• _What is being asked_:
Go through the records and filter out every line lacking the word "RenderRequest"; copy the lines that remain.
Information provided START
//! # Folio
//!
//! A box-model layout and pagination core.
//!
//! Folio takes a styled document tree, measures it the way a browser would
//! (block, inline, inline-block, table and a flex preview), and then fills
//! fixed-size pages with the result. Tables split between rows and repeat
//! their header, keep-together content never splits, and every piece of a
//! split fragment knows which pages it continues from and onto.
//!
//! Producing bytes is left to a [`RenderAdapter`]. The crate ships a JSON
//! adapter for inspection; a PDF or canvas backend plugs in the same way.
//!
//! ## Architecture
//!
//! ```text
//! Input (JSON/API)
//!       ↓
//!   [model]       Document tree: nodes, styles, content
//!       ↓
//!   [layout]      Box tree, formatting contexts, measured fragments
//!       ↓
//!   [pagination]  Page filling: breaks, splits, carry links
//!       ↓
//!   [render]      Adapter trait; JSON debug output
//! ```

pub mod config;
pub mod error;
pub mod layout;
pub mod model;
pub mod pagination;
pub mod render;
pub mod style;
pub mod text;

pub use config::{FolioConfig, RenderRequest};
pub use error::FolioError;
pub use layout::{LayoutConstraints, LayoutEngine, LayoutFragment, LayoutOptions, LayoutResult};
pub use model::DocumentNode;
pub use pagination::{PageConstraints, PaginatedDocument, PaginationOptions, Paginator};
pub use render::{JsonAdapter, RenderAdapter, RenderContext};

/// Lay out, paginate and render a document.
///
/// Layout warnings come first in the document's warning list, followed by
/// the ones pagination raised.
pub fn render<A: RenderAdapter + ?Sized>(
    root: &DocumentNode,
    config: &FolioConfig,
    adapter: &mut A,
) -> Result<Vec<u8>, FolioError> {
    config.page.validate()?;

    let engine = LayoutEngine::new(config.layout.clone());
    let laid_out = engine.layout(root, LayoutConstraints::new(config.page.content_width()))?;
    if !laid_out.is_success {
        return Err(FolioError::invalid("the document root is hidden; nothing to render"));
    }
    if let Some(reason) = &laid_out.fallback_reason {
        log::info!(target: "folio", "layout fell back to block: {reason}");
    }

    let paginator = Paginator::new(config.pagination.clone());
    let mut document = paginator.paginate(&laid_out.fragments, &config.page)?;

    let mut warnings = laid_out.warnings;
    warnings.append(&mut document.warnings);
    document.warnings = warnings;

    render::render_document(&document, adapter)
}

/// Render a [`RenderRequest`] given as JSON to the JSON page dump.
pub fn render_json(json: &str) -> Result<Vec<u8>, FolioError> {
    let request: RenderRequest = serde_json::from_str(json)?;
    render(&request.document, &request.config, &mut JsonAdapter::pretty())
}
Information provided END
• _Response area_:
pub use config::{FolioConfig, RenderRequest};
/// Render a [`RenderRequest`] given as JSON to the JSON page dump.
    let request: RenderRequest = serde_json::from_str(json)?;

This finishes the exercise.